Ciao Angelo, ho quasi finito il tuo libro ma ho la necessità di scriverti, d’istinto, all’inthrasatta (all’improvviso). Entusiasmante, complimenti! Io non amo gli aforismi perché talvolta mi sembrano spogli, inconsistenti, insufficienti. Ma i tuoi sono un’altra cosa. Li trovo ricchi, pieni di senso, maturi. Necessari. Così forti che lasciano il giusto spazio al non detto. E poi, sei spiazzante. Riesci sempre a stupire, a capovolgere l’apparenza. Scavi nell’invisibile e trai materia viva. C’è quasi sempre un ribaltamento dei luoghi comuni; la tua penna incide in profondità, tra le pieghe della religione, del sentimento o della denuncia civile. Mi fai pensare, ma queste sono mie manie della mente, un po’ al miglior Roberto Gervaso, un po’ ad André Gide. Perdonami l’opinabile l’accostamento. Non c’è una parola inutile, e ogni testo rimanda a un passato da ricomporre e a un futuro da riedificare. Lasci spazio alla riflessione, il lettore può continuare in proprio il tuo dialogo interiore. E per questo non può che ringraziarti, come faccio io per queste luminose pagine.

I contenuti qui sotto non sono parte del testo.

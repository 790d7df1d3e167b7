//! Epoll-based idle-connection watcher (base spec §4.5): watches idle
//! client sockets for `EPOLLERR|EPOLLHUP|EPOLLIN`; a one-byte peek probes
//! a real close before enqueueing a close-handler job, and
//! `epoll_set_check(fd, enabled)` gives the dispatcher an ordering
//! guarantee against tearing a connection down mid-RPC.

use crate::dispatch::queue::JobQueue;
use crate::error::{Result, RyeError};
use dashmap::DashMap;
use std::os::unix::io::RawFd;
use std::sync::Arc;
use std::time::Duration;

/// One watched connection's "currently processing a request" flag. While
/// `true`, an `EPOLLIN` wakeup for this fd is ignored by the watcher
/// thread — the base spec's guarantee that "between `epoll_set_check(true)`
/// ... and `epoll_set_check(false)` ... the connection cannot be torn down
/// by a background thread."
struct WatchedFd {
    in_flight: std::sync::atomic::AtomicBool,
}

pub struct IdleConnectionWatcher {
    epfd: RawFd,
    watched: DashMap<RawFd, WatchedFd>,
    close_queue: Arc<JobQueue<RawFd>>,
}

impl IdleConnectionWatcher {
    pub fn new(close_queue: Arc<JobQueue<RawFd>>) -> Result<Self> {
        let epfd = unsafe { libc::epoll_create1(0) };
        if epfd < 0 {
            return Err(RyeError::Dispatch("epoll_create1 failed".into()));
        }
        Ok(IdleConnectionWatcher { epfd, watched: DashMap::new(), close_queue })
    }

    /// Starts watching `fd` for peer-initiated close while idle.
    pub fn watch(&self, fd: RawFd) -> Result<()> {
        let mut ev = libc::epoll_event {
            events: (libc::EPOLLERR | libc::EPOLLHUP | libc::EPOLLIN) as u32,
            u64: fd as u64,
        };
        let rc = unsafe { libc::epoll_ctl(self.epfd, libc::EPOLL_CTL_ADD, fd, &mut ev) };
        if rc != 0 {
            return Err(RyeError::Dispatch(format!("epoll_ctl ADD failed for fd {fd}")));
        }
        self.watched.insert(fd, WatchedFd { in_flight: std::sync::atomic::AtomicBool::new(false) });
        Ok(())
    }

    pub fn unwatch(&self, fd: RawFd) {
        unsafe {
            libc::epoll_ctl(self.epfd, libc::EPOLL_CTL_DEL, fd, std::ptr::null_mut());
        }
        self.watched.remove(&fd);
    }

    /// Marks `fd` as actively processing an in-flight RPC (`enabled =
    /// false` for peer-close detection) or idle again (`enabled = true`).
    pub fn epoll_set_check(&self, fd: RawFd, enabled: bool) {
        if let Some(entry) = self.watched.get(&fd) {
            entry.in_flight.store(!enabled, std::sync::atomic::Ordering::SeqCst);
        }
    }

    /// Runs one `epoll_wait` pass with the given timeout, probing each
    /// signalled fd that isn't currently in-flight and enqueueing a close
    /// job for any that prove to be a real close.
    pub fn poll_once(&self, timeout: Duration) -> Result<usize> {
        let mut events = vec![libc::epoll_event { events: 0, u64: 0 }; 64];
        let n = unsafe {
            libc::epoll_wait(self.epfd, events.as_mut_ptr(), events.len() as i32, timeout.as_millis() as i32)
        };
        if n < 0 {
            return Err(RyeError::Dispatch("epoll_wait failed".into()));
        }
        let mut closed = 0;
        for ev in &events[..n as usize] {
            let fd = ev.u64 as RawFd;
            let Some(entry) = self.watched.get(&fd) else { continue };
            if entry.in_flight.load(std::sync::atomic::Ordering::SeqCst) {
                continue;
            }
            drop(entry);
            if Self::is_real_close(fd) {
                self.close_queue.add(fd);
                closed += 1;
            }
        }
        Ok(closed)
    }

    /// Peeks one byte without consuming it to distinguish a real close
    /// (`recv` returns `0`) from spurious readability.
    fn is_real_close(fd: RawFd) -> bool {
        let mut byte = [0u8; 1];
        let rc = unsafe {
            libc::recv(fd, byte.as_mut_ptr() as *mut _, 1, libc::MSG_PEEK | libc::MSG_DONTWAIT)
        };
        rc == 0
    }
}

impl Drop for IdleConnectionWatcher {
    fn drop(&mut self) {
        unsafe {
            libc::close(self.epfd);
        }
    }
}

#[cfg(test)]
mod tests {
    use super::*;
    use crate::dispatch::queue::QueueKind;
    use std::os::unix::io::AsRawFd;
    use std::os::unix::net::UnixStream;

    #[test]
    fn in_flight_fd_is_skipped_even_when_readable() {
        let (a, b) = UnixStream::pair().unwrap();
        let close_queue = Arc::new(JobQueue::new(QueueKind::Close, 1));
        let watcher = IdleConnectionWatcher::new(close_queue.clone()).unwrap();
        watcher.watch(a.as_raw_fd()).unwrap();
        watcher.epoll_set_check(a.as_raw_fd(), false); // mark in-flight

        drop(b); // peer closes, a becomes readable with EOF
        watcher.poll_once(Duration::from_millis(100)).unwrap();
        assert_eq!(close_queue.pending_len(), 0, "in-flight fd must not be torn down");
    }

    #[test]
    fn idle_fd_enqueues_close_on_peer_hangup() {
        let (a, b) = UnixStream::pair().unwrap();
        let close_queue = Arc::new(JobQueue::new(QueueKind::Close, 1));
        let watcher = IdleConnectionWatcher::new(close_queue.clone()).unwrap();
        watcher.watch(a.as_raw_fd()).unwrap();

        drop(b);
        watcher.poll_once(Duration::from_millis(100)).unwrap();
        assert_eq!(close_queue.pending_len(), 1);
    }
}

Ci sarebbe tanto altro da dire ma mi fermo qui, Angelo. Queste sono solo le mie brevi sensazioni alla prima incompleta lettura. Ti faccio un grosso in bocca al lupo! È un libro che merita tanto.
P.S. Capisco perché è in finale in diversi concorsi!
Alfredo Panetta


La copertina del libro

Mauro Bersani ha parlato di epigrammi, riferendosi a Spore; di “poesie sentenziose ed epigrammatiche” ha scritto Gian Carlo Ferretti, e di epigramma hanno a loro volta parlato Filippo Ravizza e Vincenzo Guarracino, anche se al testo critico di quest’ultimo, il quotidiano “Avvenire” ha messo il titolo di aforismi. E tuttavia la definizione di aforismi è stata usata da numerosi recensori: da Fabrizio Caramagna al poeta Giuseppe Conte che ha però anche evidenziato nello stesso tempo il “tono tra epigrammatico e aforismatico”; da Maddalena Capalbi che ha usato questa espressione: “Il poeta è riuscito nell’impresa di trasformare in poesia l’icasticità dell’aforisma…” a Paolo Valesio che ha parlato di “aforismi in versi”; fino a Nanni Cagnone che ha usato il termine kōan proprio della meditazione Zen. Una sorta di “affermazione paradossale” o di racconto secco in grado di favorire la riflessione e risvegliare “una meditazione profonda e consapevole”. Posso dunque accettare quanto sostiene Alfredo Panetta a proposito del carattere aforistico di alcuni dei testi di questo libro, e del “tono”, come segnalato da diversi lettori-critici. Ma complessivamente restano versi: versi poetici secchi, scorciati da ogni sovrappiù, da ogni zavorra; versi che vogliono andare diritti al cuore e incidersi dentro la carne viva dei lettori.